Specializes in orthopedic/trauma, Informatics, diabetes.

when i worked LTC, we had to notify MD. Monitor if there was an issue. In the acute care setting, we have a "Just culture" where we file an internal report,, notify MD, but they look at why error occurred and what can be done to keep it from happening again. Like a PP, a non-punitive system, although if it was REALLY bad (sentinel event/death) there would have to be more serious investigation.

That's the annoying part of where I work. You have to disclose everything. It sucks for building rapport with families. And it's almost always narcotics. I dread hearing the words med error.

Specializes in Critical Care, Med-Surg, Psych, Geri, LTC, Tele,.

At my last place of employment, you weren't penalized or written up for a med error. Instead, we had to notify the MD, tell the pt (I think) and explain why it happened. Monitor the pts Vital Signs for awhile, take appropriate action to assure the pt wasn't compromised.

At another place, my first employer, they fired me during orientation for not transcribing an order for robitussin correctly. I didn't write the DM after it. Other nurses transcribed Coumadin incorrectly and it was never even corrected in the MAR.

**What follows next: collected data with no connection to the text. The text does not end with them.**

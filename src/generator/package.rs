//! Schema-level PL/SQL packages assembled from per-table procedures.

use crate::artifact::{Artifact, Category};
use crate::error::SchemaError;
use crate::model::account_name;

/// Header and body text of one packaged procedure
#[derive(Debug, Clone, PartialEq, Eq)]
pub struct Procedure {
    pub header: String,
    pub body: String,
}

#[derive(Debug, Clone, Copy, PartialEq, Eq)]
pub enum PackageKind {
    History,
    Loader,
}

impl PackageKind {
    pub fn suffix(&self) -> &'static str {
        match self {
            PackageKind::History => "HISTORY",
            PackageKind::Loader => "LOADER",
        }
    }

    /// `<ACCOUNT>_<KIND>` for a schema, e.g. `APP_LOADER` for `APP_OWNER`
    pub fn package_name(&self, schema: &str) -> String {
        format!("{}_{}", account_name(schema), self.suffix())
    }
}

/// Result of compiling an accumulator
#[derive(Debug, Default)]
pub struct PackageBuild {
    pub artifacts: Vec<Artifact>,
    /// Schemas whose package was written, in first-seen order
    pub schemas: Vec<String>,
}

/// Procedure headers and bodies grouped by schema in first-seen order.
#[derive(Debug)]
pub struct PackageAccumulator {
    kind: PackageKind,
    schemas: Vec<String>,
    headers: Vec<Vec<String>>,
    bodies: Vec<Vec<String>>,
}

impl PackageAccumulator {
    pub fn new(kind: PackageKind) -> Self {
        Self {
            kind,
            schemas: Vec::new(),
            headers: Vec::new(),
            bodies: Vec::new(),
        }
    }

    pub fn kind(&self) -> PackageKind {
        self.kind
    }

    pub fn is_empty(&self) -> bool {
        self.schemas.is_empty()
    }

    fn slot(&mut self, schema: &str) -> usize {
        match self.schemas.iter().position(|s| s == schema) {
            Some(pos) => pos,
            None => {
                self.schemas.push(schema.to_string());
                self.headers.push(Vec::new());
                self.bodies.push(Vec::new());
                self.schemas.len() - 1
            }
        }
    }

    pub fn add_header(&mut self, schema: &str, header: impl Into<String>) {
        let pos = self.slot(schema);
        self.headers[pos].push(header.into());
    }

    pub fn add_body(&mut self, schema: &str, body: impl Into<String>) {
        let pos = self.slot(schema);
        self.bodies[pos].push(body.into());
    }

    pub fn add(&mut self, schema: &str, procedure: &Procedure) {
        self.add_header(schema, procedure.header.clone());
        self.add_body(schema, procedure.body.clone());
    }

    /// Render one header file and one body file per schema.
    ///
    /// A schema whose header and body counts differ is logged and skipped.
    pub fn compile(&self) -> PackageBuild {
        let mut build = PackageBuild::default();
        for (pos, schema) in self.schemas.iter().enumerate() {
            let headers = &self.headers[pos];
            let bodies = &self.bodies[pos];
            let package = self.kind.package_name(schema);
            if headers.len() != bodies.len() {
                log::error!(
                    "{}",
                    SchemaError::PackageMismatch {
                        schema: schema.clone(),
                        package,
                        headers: headers.len(),
                        bodies: bodies.len(),
                    }
                );
                continue;
            }

            log::info!("Writing package {}.{}", schema, package);
            build.artifacts.push(Artifact::new(
                Category::Packages,
                format!("{}_HEADER.sql", package),
                package_text(schema, &package, "PACKAGE", headers),
            ));
            build.artifacts.push(Artifact::new(
                Category::PackageBodies,
                format!("{}_BODY.sql", package),
                package_text(schema, &package, "PACKAGE BODY", bodies),
            ));
            build.schemas.push(schema.clone());
        }
        build
    }
}

fn package_text(schema: &str, package: &str, object: &str, parts: &[String]) -> String {
    let label = object.to_lowercase();
    format!(
        "prompt -- Adding {schema}.{package} {label}\n\n\
         CREATE OR REPLACE {object} {schema}.{package} AS\n\n\
         {parts}\n\n\
         END {package};\n\
         /\n\n\
         show errors {label} {schema}.{package}\n",
        schema = schema,
        package = package,
        label = label,
        object = object,
        parts = parts.join("\n\n"),
    )
}

#[cfg(test)]
mod tests {
    use super::*;

    fn proc(name: &str) -> Procedure {
        Procedure {
            header: format!("    PROCEDURE {};", name),
            body: format!("    PROCEDURE {} IS BEGIN NULL; END;", name),
        }
    }

    #[test]
    fn test_package_name_uses_account() {
        assert_eq!(PackageKind::History.package_name("APP_OWNER"), "APP_HISTORY");
        assert_eq!(PackageKind::Loader.package_name("CRM"), "CRM_LOADER");
    }

    #[test]
    fn test_compile_groups_by_schema_in_first_seen_order() {
        let mut acc = PackageAccumulator::new(PackageKind::Loader);
        acc.add("APP_OWNER", &proc("P_ORDERS_LOAD"));
        acc.add("CRM_OWNER", &proc("P_ACCOUNTS_LOAD"));
        acc.add("APP_OWNER", &proc("P_ITEMS_LOAD"));

        let build = acc.compile();
        assert_eq!(build.schemas, vec!["APP_OWNER", "CRM_OWNER"]);
        let names: Vec<&str> = build.artifacts.iter().map(|a| a.file_name.as_str()).collect();
        assert_eq!(
            names,
            vec![
                "APP_LOADER_HEADER.sql",
                "APP_LOADER_BODY.sql",
                "CRM_LOADER_HEADER.sql",
                "CRM_LOADER_BODY.sql"
            ]
        );

        let header = &build.artifacts[0];
        assert_eq!(header.category, Category::Packages);
        assert!(header
            .content
            .starts_with("prompt -- Adding APP_OWNER.APP_LOADER package\n\nCREATE OR REPLACE PACKAGE APP_OWNER.APP_LOADER AS\n\n"));
        assert!(header
            .content
            .contains("    PROCEDURE P_ORDERS_LOAD;\n\n    PROCEDURE P_ITEMS_LOAD;\n\nEND APP_LOADER;\n/"));
        assert!(header.content.ends_with("show errors package APP_OWNER.APP_LOADER\n"));

        let body = &build.artifacts[1];
        assert_eq!(body.category, Category::PackageBodies);
        assert!(body.content.contains("CREATE OR REPLACE PACKAGE BODY APP_OWNER.APP_LOADER AS"));
        assert!(body.content.ends_with("show errors package body APP_OWNER.APP_LOADER\n"));
    }

    #[test]
    fn test_mismatched_schema_is_skipped() {
        let mut acc = PackageAccumulator::new(PackageKind::History);
        acc.add_header("APP_OWNER", "    PROCEDURE P_H_A_WRITE;");
        acc.add_header("APP_OWNER", "    PROCEDURE P_H_B_WRITE;");
        acc.add_body("APP_OWNER", "    PROCEDURE P_H_A_WRITE IS BEGIN NULL; END;");
        acc.add("CRM_OWNER", &proc("P_H_C_WRITE"));

        let build = acc.compile();
        assert_eq!(build.schemas, vec!["CRM_OWNER"]);
        assert_eq!(build.artifacts.len(), 2);
    }

    #[test]
    fn test_empty_accumulator_compiles_to_nothing() {
        let acc = PackageAccumulator::new(PackageKind::History);
        assert!(acc.is_empty());
        assert!(acc.compile().artifacts.is_empty());
    }
}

I personally think that we all can learn better how to avoid a med error when the person isn't penalized, but the facility teaches all nurses about the flaw in systems and how to avoid it occurring in the future.

We didn't used to get written up unless the error was major or caused harm. Lately, we are short staffed, so more errors, so here come the write ups. Nobody wants to turn in a medication error because of the paperwork and someone will be getting a write up. However, we still turn them in and do the paperwork, but it almost makes you afraid to admit a mistake. I own my mistakes. When I make a mistake, I admit and own it, just tell me how to not do it again, so I learn something. We are all human.

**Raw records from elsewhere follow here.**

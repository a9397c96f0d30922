//! Run-wide accumulators filled from per-table render results.
//!
//! Workers never touch a [`RenderSession`]; each produces a [`TableOutput`]
//! and the session absorbs them in registry order, which keeps package and
//! comment ordering identical across runs.

use super::package::{PackageAccumulator, PackageBuild, PackageKind, Procedure};
use crate::artifact::{Artifact, Category};
use crate::ingest::GrantRow;
use crate::model::account_name;

/// Everything rendered for one table
#[derive(Debug)]
pub struct TableOutput {
    /// Registry position; results are merged in this order
    pub position: usize,
    pub table: String,
    pub schema: String,
    pub artifacts: Vec<Artifact>,
    pub comments: Vec<String>,
    pub history_procedures: Vec<Procedure>,
    pub loader_procedures: Vec<Procedure>,
}

impl TableOutput {
    pub fn new(position: usize, schema: &str, table: &str) -> Self {
        Self {
            position,
            table: table.to_string(),
            schema: schema.to_string(),
            artifacts: Vec::new(),
            comments: Vec::new(),
            history_procedures: Vec::new(),
            loader_procedures: Vec::new(),
        }
    }
}

#[derive(Debug)]
pub struct RenderSession {
    artifacts: Vec<Artifact>,
    comments: Vec<String>,
    grants: Vec<String>,
    history: PackageAccumulator,
    loader: PackageAccumulator,
}

impl Default for RenderSession {
    fn default() -> Self {
        Self::new()
    }
}

impl RenderSession {
    pub fn new() -> Self {
        Self {
            artifacts: Vec::new(),
            comments: Vec::new(),
            grants: Vec::new(),
            history: PackageAccumulator::new(PackageKind::History),
            loader: PackageAccumulator::new(PackageKind::Loader),
        }
    }

    /// Merge one table's results.
    pub fn absorb(&mut self, output: TableOutput) {
        log::debug!(
            "Merging {} artifact(s) for {}.{}",
            output.artifacts.len(),
            output.schema,
            output.table
        );
        self.artifacts.extend(output.artifacts);
        self.comments.extend(output.comments);
        for procedure in &output.history_procedures {
            self.history.add(&output.schema, procedure);
        }
        for procedure in &output.loader_procedures {
            self.loader.add(&output.schema, procedure);
        }
    }

    pub fn add_grant(&mut self, grant: &GrantRow) {
        self.grants.push(format!(
            "GRANT {} ON {}.{} TO {};\n",
            grant.level.privileges(),
            grant.schema,
            grant.table,
            grant.user
        ));
    }

    /// `GRANT EXECUTE` on each compiled package to the schema's account.
    pub fn add_package_grants(&mut self, kind: PackageKind, schemas: &[String]) {
        for schema in schemas {
            self.grants.push(format!(
                "GRANT EXECUTE ON {}.{} TO {};\n",
                schema,
                kind.package_name(schema),
                account_name(schema)
            ));
        }
    }

    pub fn compile_history_package(&self) -> PackageBuild {
        self.history.compile()
    }

    pub fn compile_loader_package(&self) -> PackageBuild {
        self.loader.compile()
    }

    /// Rendered table-level artifacts, drained.
    pub fn take_artifacts(&mut self) -> Vec<Artifact> {
        std::mem::take(&mut self.artifacts)
    }

    /// COMMENTS/COMMENTS.sql, or `None` when nothing was collected.
    pub fn flush_comments(&mut self) -> Option<Artifact> {
        let comments = std::mem::take(&mut self.comments);
        if comments.is_empty() {
            log::warn!("No COMMENTS found to write");
            return None;
        }
        log::info!("Writing COMMENTS to file");
        Some(Artifact::new(Category::Comments, "COMMENTS.sql", comments.concat()))
    }

    /// GRANTS/GRANTS.sql, or `None` when nothing was collected.
    pub fn flush_grants(&mut self) -> Option<Artifact> {
        let grants = std::mem::take(&mut self.grants);
        if grants.is_empty() {
            log::warn!("No GRANTS found to write");
            return None;
        }
        log::info!("Writing GRANTS to file");
        Some(Artifact::new(Category::Grants, "GRANTS.sql", grants.concat()))
    }
}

Specializes in orthopedic/trauma, Informatics, diabetes.
we are short staffed, so more errors, so here come the write ups.
Why should ya'll get written up when the reason more mistakes are made is because of the understaffing. All that does is cause more stress and more mistakes. Self-fulfilling prophecy. UGH.
Specializes in CVICU.

In no particular order:

1. Tell the patient

2. Tell the attending

3. File an incident report

4. Tell your charge nurse

5. Meet with unit manager to discuss how it can be prevented in the future

Med errors are not treated punitively unless it is a recurring issue.

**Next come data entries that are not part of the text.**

//! Index, constraint and file naming across a full generation

mod common;

use common::{files_in, generate, pk, plain, row};
use schemagen::GeneratorConfig;

#[test]
fn test_two_u1_columns_make_one_compound_unique_index() {
    let sink = generate(
        &[
            row("ORDERS", "ID", "NUMBER", pk),
            row("ORDERS", "REGION", "VARCHAR2", |r| r.index = "U1".to_string()),
            row("ORDERS", "CODE", "VARCHAR2", |r| r.index = "U1".to_string()),
        ],
        GeneratorConfig::default(),
    );

    assert_eq!(
        files_in(&sink, "INDEXES"),
        vec!["001_ORDERS_COMPOUND_UI.sql", "001_ORDERS_PK.sql"]
    );
    let index = sink.get("INDEXES/001_ORDERS_COMPOUND_UI.sql").unwrap();
    assert!(index.contains("CREATE UNIQUE INDEX APP_OWNER.ORDERS_COMPOUND_UI ON APP_OWNER.ORDERS\n(REGION, CODE)"));
    let constraint = sink.get("CONSTRAINTS/001_2_ORDERS_COMPOUND_UI.sql").unwrap();
    assert!(constraint.contains("CONSTRAINT ORDERS_COMPOUND_UI\n    UNIQUE\n    (REGION, CODE)"));
}

#[test]
fn test_single_primary_key_constraint_uses_its_index() {
    let sink = generate(&[row("ORDERS", "ID", "NUMBER", pk)], GeneratorConfig::default());

    let index = sink.get("INDEXES/001_ORDERS_PK.sql").unwrap();
    assert!(index.contains("CREATE UNIQUE INDEX APP_OWNER.ORDERS_PK"));
    let constraint = sink.get("CONSTRAINTS/001_1_ORDERS_PK.sql").unwrap();
    assert!(constraint.contains("PRIMARY KEY"));
    assert!(constraint.contains("USING INDEX APP_OWNER.ORDERS_PK"));
}

#[test]
fn test_primary_key_requested_as_plain_index_stays_unique() {
    let sink = generate(
        &[row("ORDERS", "ID", "NUMBER", |r| {
            pk(r);
            r.index = "Y".to_string();
        })],
        GeneratorConfig::default(),
    );
    assert_eq!(files_in(&sink, "INDEXES"), vec!["001_ORDERS_PK.sql"]);
    assert!(sink
        .get("INDEXES/001_ORDERS_PK.sql")
        .unwrap()
        .contains("CREATE UNIQUE INDEX"));
}

#[test]
fn test_compound_primary_key_suppresses_single_column_keys() {
    let sink = generate(
        &[
            row("ORDER_LINES", "ORDER_ID", "NUMBER", pk),
            row("ORDER_LINES", "LINE_NO", "NUMBER", pk),
            row("ORDER_LINES", "SKU", "VARCHAR2", plain),
        ],
        GeneratorConfig::default(),
    );

    assert_eq!(files_in(&sink, "INDEXES"), vec!["001_ORDER_LINES_COMPOUND_PK.sql"]);
    assert_eq!(
        files_in(&sink, "CONSTRAINTS"),
        vec!["001_1_ORDER_LINES_COMPOUND_PK.sql"]
    );
    let constraint = sink
        .get("CONSTRAINTS/001_1_ORDER_LINES_COMPOUND_PK.sql")
        .unwrap();
    assert!(constraint.contains("(ORDER_ID, LINE_NO)"));
}

#[test]
fn test_counter_suffix_rule_is_per_table() {
    let sink = generate(
        &[
            row("ORDERS", "ID", "NUMBER", pk),
            row("ORDERS", "EMAIL", "VARCHAR2", |r| r.index = "U".to_string()),
            row("ORDERS", "STATUS", "VARCHAR2", |r| r.index = "Y".to_string()),
            row("ORDERS", "CODE", "VARCHAR2", |r| r.index = "Y".to_string()),
            row("ITEMS", "SKU", "VARCHAR2", |r| r.index = "Y".to_string()),
        ],
        GeneratorConfig::default(),
    );

    assert_eq!(
        files_in(&sink, "INDEXES"),
        vec![
            "001_ORDERS_PK.sql",
            "001_ORDERS_UI.sql",
            "001_ORDERS_NI2.sql",
            "001_ORDERS_NI3.sql",
            "002_ITEMS_NI.sql"
        ]
    );
    assert_eq!(
        files_in(&sink, "CONSTRAINTS"),
        vec!["001_1_ORDERS_PK.sql", "001_2_ORDERS_UI.sql"]
    );
}

#[test]
fn test_status_column_type_and_options() {
    let sink = generate(
        &[row("ORDERS", "STATUS", "VARCHAR2", |r| {
            r.size = "20".to_string();
            r.units = "CHAR".to_string();
            r.not_null = "Y".to_string();
            r.default = "ACTIVE".to_string();
        })],
        GeneratorConfig::default(),
    );
    let table = sink.get("TABLES/001_ORDERS.sql").unwrap();
    let line = table
        .lines()
        .find(|l| l.trim_start().starts_with("STATUS"))
        .unwrap();
    assert!(line.contains("VARCHAR2(20 CHAR)"));
    assert!(line.ends_with("DEFAULT 'ACTIVE' NOT NULL"));
}

#[test]
fn test_owner_schema_uses_account_name() {
    let mut config = GeneratorConfig::default();
    config.loader.enable = true;
    let sink = generate(
        &[row("ORDERS", "ID", "NUMBER", |r| {
            pk(r);
            r.gen_loader = "Y".to_string();
        })],
        config,
    );

    assert!(sink
        .get("TABLES/001_ORDERS.sql")
        .unwrap()
        .contains("TABLESPACE APP;"));
    assert!(sink.get("PACKAGES/APP_LOADER_HEADER.sql").is_some());
    assert_eq!(
        sink.get("GRANTS/GRANTS.sql"),
        Some("GRANT EXECUTE ON APP_OWNER.APP_LOADER TO APP;\n")
    );
}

I realize I'm a little late to the game here, but I'm guessing this might have something to do with your other post, so I thought I would answer as well. :)

I worked in a psych facility, so we handled med errors a little differently.

If a client was given the wrong meds but there was not known contraindication or allergy, they were not necessarily told about the mistake. A set of vitals was completed every 30 mins until the nurse called it good. Seriously.

If there was an issue with a med (contraindication, allergy, etc) the severity was judged. If it was something that could harm the client, they were transported to the ER (and of course told about the error). If it was something that could cause funky side effects, the client was monitored. Depending on the client's mental status, they may or may not have been told.

Insulin errors - too much, always went to ER, client was made aware. Too little, adjustment was made.

Our med errors were not considered disciplinary, rather teaching moments. There was a rather lengthy form that was filled out the QA person (me) that was then given to the DON. The nurse responsible for the error had to complete the form, documenting what steps they were taking to prevent further errors. I firmly believe a lot of these forms were shredded and never again saw the light of day. The only time it turned disciplinary is if there was a pattern of errors. (I never saw that happen in all the time I worked there).